Department of Experimental Medicine, Pharmacology Division, University of Campania "L. Vanvitelli", via Costantinopoli 16, 80138 Naples, Italy.
Department of Experimental Medicine, Pharmacology Division, University of Campania "L. Vanvitelli", via Costantinopoli 16, 80138 Naples, Italy.
Pharmacol Ther. 2024 Nov;263:108724. doi: 10.1016/j.pharmthera.2024.108724. Epub 2024 Sep 18.
Diabetes causes macrovascular and microvascular complications such as peripheral neuropathy. Glutamate regulates insulin secretion in pancreatic β-cells, and its increased activity in the central nervous system is associated with peripheral neuropathy in animal models of diabetes. One strategy to modulate glutamatergic activity consists in the pharmacological manipulation of metabotropic glutamate receptors (mGluRs), which, compared to the ionotropic receptors, allow for a fine-tuning of neurotransmission that is compatible with therapeutic interventions. mGluRs are a family of eight G-protein coupled receptors classified into three groups (I-III) based on sequence homology, transduction mechanisms, and pharmacology. Activation of group II and III or inhibition of group I represents a strategy to counteract the glutamatergic hyperactivity associated with diabetic neuropathy. In this review article, we will discuss the role of glutamate receptors in the release of insulin and the development/treatment of diabetic neuropathy, with particular emphasis on their manipulation to prevent the glutamatergic hyperactivity associated with diabetic neuropathy.

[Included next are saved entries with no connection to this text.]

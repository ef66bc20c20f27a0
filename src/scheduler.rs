use crate::bus::Bus;
use crate::error::ScheduleError;
use core::fmt;
use serde::{Deserialize, Serialize};
use tracing::{debug, warn};

pub const DEFAULT_CYCLE: u32 = 1;
pub const DEFAULT_SHIFT: u32 = 0;

/// Stable identity of a registered plugin callable.
#[derive(Debug, Clone, Copy, PartialEq, Eq, PartialOrd, Ord, Hash, Serialize, Deserialize)]
pub struct PluginId(usize);

impl fmt::Display for PluginId {
    fn fmt(&self, f: &mut fmt::Formatter<'_>) -> fmt::Result {
        write!(f, "#{}", self.0)
    }
}

/// A processing step executed by the scheduler.
pub trait Plugin<'cfg> {
    fn name(&self) -> &str;
    fn run(&mut self, ctx: &mut PluginContext<'_, 'cfg>);
}

struct FnPlugin<F> {
    name: String,
    func: F,
}

impl<'cfg, F> Plugin<'cfg> for FnPlugin<F>
where
    F: FnMut(&mut PluginContext<'_, 'cfg>),
{
    fn name(&self) -> &str {
        &self.name
    }

    fn run(&mut self, ctx: &mut PluginContext<'_, 'cfg>) {
        (self.func)(ctx);
    }
}

/// What a plugin can reach while it runs.
pub struct PluginContext<'a, 'cfg> {
    pub bus: &'a mut Bus<'cfg>,
    /// The live plugin list. Appends and suspend/resume take effect within the
    /// current tick.
    pub scheduler: &'a mut Scheduler<'cfg>,
    id: PluginId,
    index: usize,
    host_termination: bool,
}

impl<'a, 'cfg> PluginContext<'a, 'cfg> {
    pub(crate) fn new(
        bus: &'a mut Bus<'cfg>,
        scheduler: &'a mut Scheduler<'cfg>,
        id: PluginId,
        index: usize,
        host_termination: bool,
    ) -> Self {
        Self {
            bus,
            scheduler,
            id,
            index,
            host_termination,
        }
    }

    pub fn id(&self) -> PluginId {
        self.id
    }

    /// Position of the running entry when it was invoked.
    pub fn index(&self) -> usize {
        self.index
    }

    /// Whether shutdown was initiated by the host rather than a plugin.
    pub fn host_termination(&self) -> bool {
        self.host_termination
    }

    pub fn request_termination(&mut self) {
        self.bus.request_termination();
    }
}

/// One position in the execution list.
#[derive(Debug, Clone, Copy, PartialEq, Eq, Serialize, Deserialize)]
pub struct PluginEntry {
    pub plugin: PluginId,
    pub cycle: u32,
    pub shift: u32,
    /// Ticks this entry has been visited while active.
    pub tick: u64,
    pub active: bool,
}

impl PluginEntry {
    fn new(plugin: PluginId, cycle: u32, shift: u32) -> Self {
        Self {
            plugin,
            cycle,
            shift,
            tick: 0,
            active: true,
        }
    }

    pub fn is_due(&self) -> bool {
        self.tick % u64::from(self.cycle) == u64::from(self.shift)
    }

    /// Advances the tick counter and reports whether the entry fires now.
    ///
    /// Suspended entries keep their tick. `forced` visits fire regardless of
    /// suspension and phase.
    pub(crate) fn visit(&mut self, forced: bool) -> bool {
        if !forced && !self.active {
            return false;
        }
        let due = forced || self.is_due();
        self.tick += 1;
        due
    }
}

#[derive(Debug, Clone, Copy, Default, Serialize, Deserialize)]
pub struct SchedulerStats {
    pub ticks: u64,
    pub invocations: u64,
    pub skipped: u64,
}

struct Slot<'cfg> {
    name: String,
    /// Empty while the plugin is running.
    plugin: Option<Box<dyn Plugin<'cfg> + 'cfg>>,
}

fn validate(cycle: u32, shift: u32) -> Result<(), ScheduleError> {
    if cycle == 0 || shift >= cycle {
        return Err(ScheduleError::InvalidSchedule { cycle, shift });
    }
    Ok(())
}

/// Ordered plugin execution list.
///
/// Entries refer to registered plugins by [`PluginId`]; one plugin may occupy
/// many entries. Position decides execution order within a tick.
pub struct Scheduler<'cfg> {
    slots: Vec<Slot<'cfg>>,
    pub(crate) entries: Vec<PluginEntry>,
    pub(crate) current_index: Option<usize>,
    next_index: usize,
    pub(crate) exit_index: Option<usize>,
    pub(crate) stats: SchedulerStats,
}

impl<'cfg> Scheduler<'cfg> {
    pub fn new() -> Self {
        Self {
            slots: Vec::new(),
            entries: Vec::new(),
            current_index: None,
            next_index: 0,
            exit_index: None,
            stats: SchedulerStats::default(),
        }
    }

    pub fn register<P>(&mut self, plugin: P) -> PluginId
    where
        P: Plugin<'cfg> + 'cfg,
    {
        let id = PluginId(self.slots.len());
        let name = plugin.name().to_string();
        debug!(plugin = %id, name = %name, "plugin registered");
        self.slots.push(Slot {
            name,
            plugin: Some(Box::new(plugin)),
        });
        id
    }

    /// Registers a closure as a plugin.
    pub fn register_plugin<F>(&mut self, name: impl Into<String>, func: F) -> PluginId
    where
        F: FnMut(&mut PluginContext<'_, 'cfg>) + 'cfg,
    {
        self.register(FnPlugin {
            name: name.into(),
            func,
        })
    }

    pub fn plugin_name(&self, id: PluginId) -> Option<&str> {
        self.slots.get(id.0).map(|slot| slot.name.as_str())
    }

    fn check_registered(&self, id: PluginId) -> Result<(), ScheduleError> {
        if id.0 < self.slots.len() {
            Ok(())
        } else {
            warn!(plugin = %id, "unknown plugin");
            Err(ScheduleError::UnknownPlugin(id))
        }
    }

    /// Appends an entry firing every tick.
    pub fn add_plugin(&mut self, id: PluginId) -> Result<(), ScheduleError> {
        self.schedule_plugin(id, DEFAULT_CYCLE, DEFAULT_SHIFT)
    }

    /// Appends an entry firing on ticks where `tick % cycle == shift`.
    pub fn schedule_plugin(&mut self, id: PluginId, cycle: u32, shift: u32) -> Result<(), ScheduleError> {
        self.check_registered(id)?;
        validate(cycle, shift)?;
        self.entries.push(PluginEntry::new(id, cycle, shift));
        debug!(plugin = %id, cycle, shift, index = self.entries.len() - 1, "plugin scheduled");
        Ok(())
    }

    /// Removes every entry referring to `id`.
    pub fn remove_plugin(&mut self, id: PluginId) -> Result<(), ScheduleError> {
        self.check_registered(id)?;
        let mut removed = 0;
        for pos in (0..self.entries.len()).rev() {
            if self.entries[pos].plugin == id {
                self.remove_at(pos);
                removed += 1;
            }
        }
        if removed == 0 {
            return Err(ScheduleError::NoMatchingEntry(id));
        }
        debug!(plugin = %id, removed, "plugin removed");
        Ok(())
    }

    fn remove_at(&mut self, pos: usize) {
        self.entries.remove(pos);
        if pos < self.next_index {
            self.next_index -= 1;
        }
        let shift_down = |index: Option<usize>| match index {
            Some(i) if i == pos => None,
            Some(i) if i > pos => Some(i - 1),
            other => other,
        };
        self.current_index = shift_down(self.current_index);
        self.exit_index = shift_down(self.exit_index);
    }

    fn update_matching<F>(&mut self, id: PluginId, mut update: F) -> Result<usize, ScheduleError>
    where
        F: FnMut(&mut PluginEntry),
    {
        self.check_registered(id)?;
        let mut matched = 0;
        for entry in self.entries.iter_mut().filter(|entry| entry.plugin == id) {
            update(entry);
            matched += 1;
        }
        if matched == 0 {
            return Err(ScheduleError::NoMatchingEntry(id));
        }
        Ok(matched)
    }

    /// Puts `new` in place of `old` in every matching entry, keeping each
    /// entry's schedule and tick.
    pub fn replace_plugin(&mut self, old: PluginId, new: PluginId) -> Result<(), ScheduleError> {
        self.check_registered(new)?;
        let replaced = self.update_matching(old, |entry| entry.plugin = new)?;
        debug!(old = %old, new = %new, replaced, "plugin replaced");
        Ok(())
    }

    /// Sets a new cycle and shift on every matching entry and restarts its tick.
    pub fn reschedule_plugin(&mut self, id: PluginId, cycle: u32, shift: u32) -> Result<(), ScheduleError> {
        validate(cycle, shift)?;
        let updated = self.update_matching(id, |entry| {
            entry.cycle = cycle;
            entry.shift = shift;
            entry.tick = 0;
        })?;
        debug!(plugin = %id, cycle, shift, updated, "plugin rescheduled");
        Ok(())
    }

    pub fn suspend_plugin(&mut self, id: PluginId) -> Result<(), ScheduleError> {
        let updated = self.update_matching(id, |entry| entry.active = false)?;
        debug!(plugin = %id, updated, "plugin suspended");
        Ok(())
    }

    pub fn resume_plugin(&mut self, id: PluginId) -> Result<(), ScheduleError> {
        let updated = self.update_matching(id, |entry| entry.active = true)?;
        debug!(plugin = %id, updated, "plugin resumed");
        Ok(())
    }

    pub fn entries(&self) -> &[PluginEntry] {
        &self.entries
    }

    pub fn len(&self) -> usize {
        self.entries.len()
    }

    pub fn is_empty(&self) -> bool {
        self.entries.is_empty()
    }

    /// Entry being visited by the running pass, if any.
    pub fn current_index(&self) -> Option<usize> {
        self.current_index
    }

    /// Entry that first requested termination and is owed one more pass.
    pub fn exit_index(&self) -> Option<usize> {
        self.exit_index
    }

    pub fn get_stats(&self) -> &SchedulerStats {
        &self.stats
    }

    pub(crate) fn begin_pass(&mut self) {
        self.next_index = 0;
        self.current_index = None;
    }

    /// Moves to the next entry. Re-reads the list length each time so entries
    /// appended during the pass are visited.
    pub(crate) fn advance(&mut self) -> Option<usize> {
        if self.next_index >= self.entries.len() {
            self.current_index = None;
            return None;
        }
        let index = self.next_index;
        self.next_index += 1;
        self.current_index = Some(index);
        Some(index)
    }

    pub(crate) fn take_plugin(&mut self, id: PluginId) -> Option<Box<dyn Plugin<'cfg> + 'cfg>> {
        self.slots.get_mut(id.0).and_then(|slot| slot.plugin.take())
    }

    pub(crate) fn restore_plugin(&mut self, id: PluginId, plugin: Box<dyn Plugin<'cfg> + 'cfg>) {
        if let Some(slot) = self.slots.get_mut(id.0) {
            slot.plugin = Some(plugin);
        }
    }

    /// Drops every entry and every registered plugin. Statistics survive.
    pub(crate) fn clear(&mut self) {
        self.entries.clear();
        self.slots.clear();
        self.current_index = None;
        self.next_index = 0;
        self.exit_index = None;
    }
}

impl Default for Scheduler<'_> {
    fn default() -> Self {
        Self::new()
    }
}

impl fmt::Debug for Scheduler<'_> {
    fn fmt(&self, f: &mut fmt::Formatter<'_>) -> fmt::Result {
        let names: Vec<&str> = self.slots.iter().map(|slot| slot.name.as_str()).collect();
        f.debug_struct("Scheduler")
            .field("plugins", &names)
            .field("entries", &self.entries)
            .field("current_index", &self.current_index)
            .field("exit_index", &self.exit_index)
            .field("stats", &self.stats)
            .finish()
    }
}

#[cfg(test)]
mod tests {
    use super::*;

    fn noop<'cfg>(scheduler: &mut Scheduler<'cfg>, name: &str) -> PluginId {
        scheduler.register_plugin(name, |_ctx| {})
    }

    #[test]
    fn test_scheduler_creation() {
        let scheduler = Scheduler::new();
        assert!(scheduler.is_empty());
        assert_eq!(scheduler.current_index(), None);
        assert_eq!(scheduler.exit_index(), None);
        assert_eq!(scheduler.get_stats().ticks, 0);
    }

    #[test]
    fn test_entry_fires_on_cycle_and_shift() {
        let mut entry = PluginEntry::new(PluginId(0), 3, 1);
        let fired: Vec<bool> = (0..7).map(|_| entry.visit(false)).collect();
        assert_eq!(fired, vec![false, true, false, false, true, false, false]);
        assert_eq!(entry.tick, 7);
    }

    #[test]
    fn test_suspended_entry_keeps_tick() {
        let mut entry = PluginEntry::new(PluginId(0), 2, 0);
        assert!(entry.visit(false));
        entry.active = false;
        assert!(!entry.visit(false));
        assert!(!entry.visit(false));
        assert_eq!(entry.tick, 1);
        entry.active = true;
        assert!(!entry.visit(false));
        assert!(entry.visit(false));
    }

    #[test]
    fn test_forced_visit_ignores_phase_and_suspension() {
        let mut entry = PluginEntry::new(PluginId(0), 5, 4);
        entry.active = false;
        assert!(entry.visit(true));
    }

    #[test]
    fn test_schedule_validation() {
        let mut scheduler = Scheduler::new();
        let id = noop(&mut scheduler, "a");
        assert_eq!(
            scheduler.schedule_plugin(id, 0, 0),
            Err(ScheduleError::InvalidSchedule { cycle: 0, shift: 0 })
        );
        assert_eq!(
            scheduler.schedule_plugin(id, 3, 3),
            Err(ScheduleError::InvalidSchedule { cycle: 3, shift: 3 })
        );
        assert!(scheduler.schedule_plugin(id, 3, 2).is_ok());
        assert_eq!(scheduler.entries()[0].cycle, 3);
    }

    #[test]
    fn test_unknown_and_unlisted_plugins() {
        let mut scheduler = Scheduler::new();
        let listed = noop(&mut scheduler, "listed");
        let unlisted = noop(&mut scheduler, "unlisted");
        scheduler.add_plugin(listed).unwrap();

        let ghost = PluginId(99);
        assert_eq!(scheduler.add_plugin(ghost), Err(ScheduleError::UnknownPlugin(ghost)));
        assert_eq!(scheduler.remove_plugin(ghost), Err(ScheduleError::UnknownPlugin(ghost)));
        assert_eq!(scheduler.suspend_plugin(unlisted), Err(ScheduleError::NoMatchingEntry(unlisted)));
        assert_eq!(scheduler.replace_plugin(listed, ghost), Err(ScheduleError::UnknownPlugin(ghost)));
        assert_eq!(scheduler.len(), 1);
    }

    #[test]
    fn test_remove_shifts_pass_indices() {
        let mut scheduler = Scheduler::new();
        let a = noop(&mut scheduler, "a");
        let b = noop(&mut scheduler, "b");
        let c = noop(&mut scheduler, "c");
        for id in [a, b, c] {
            scheduler.add_plugin(id).unwrap();
        }

        scheduler.begin_pass();
        scheduler.advance();
        scheduler.advance();
        scheduler.exit_index = Some(2);
        assert_eq!(scheduler.current_index(), Some(1));

        scheduler.remove_plugin(a).unwrap();
        assert_eq!(scheduler.current_index(), Some(0));
        assert_eq!(scheduler.exit_index(), Some(1));
        assert_eq!(scheduler.advance(), Some(1));
        assert_eq!(scheduler.entries()[1].plugin, c);

        scheduler.remove_plugin(c).unwrap();
        assert_eq!(scheduler.exit_index(), None);
        assert_eq!(scheduler.advance(), None);
    }

    #[test]
    fn test_plugin_names() {
        let mut scheduler = Scheduler::new();
        let id = noop(&mut scheduler, "imu-mechanization");
        assert_eq!(scheduler.plugin_name(id), Some("imu-mechanization"));
        assert_eq!(id.to_string(), "#0");
        let next = noop(&mut scheduler, "gnss-spp");
        assert_eq!(next.to_string(), "#1");
        assert_eq!(scheduler.plugin_name(next), Some("gnss-spp"));
    }
}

糖尿病可引起大血管和微血管并发症,如周围神经病变。谷氨酸调节胰岛β细胞胰岛素的分泌,其在中枢神经系统中的活性增加与糖尿病动物模型中的周围神经病变有关。调节谷氨酸能活性的一种策略是对代谢型谷氨酸受体(mGluRs)进行药理学操作,与离子型受体相比,mGluRs 允许对神经传递进行微调,这与治疗干预是兼容的。mGluRs 是一个由八个 G 蛋白偶联受体组成的家族,根据序列同源性、转导机制和药理学分为三组(I-III)。激活 II 组和 III 组或抑制 I 组是对抗与糖尿病神经病变相关的谷氨酸能过度活跃的一种策略。在这篇综述文章中,我们将讨论谷氨酸受体在胰岛素释放和糖尿病性神经病的发展/治疗中的作用,特别强调了它们在预防与糖尿病性神经病相关的谷氨酸能过度活跃方面的操作。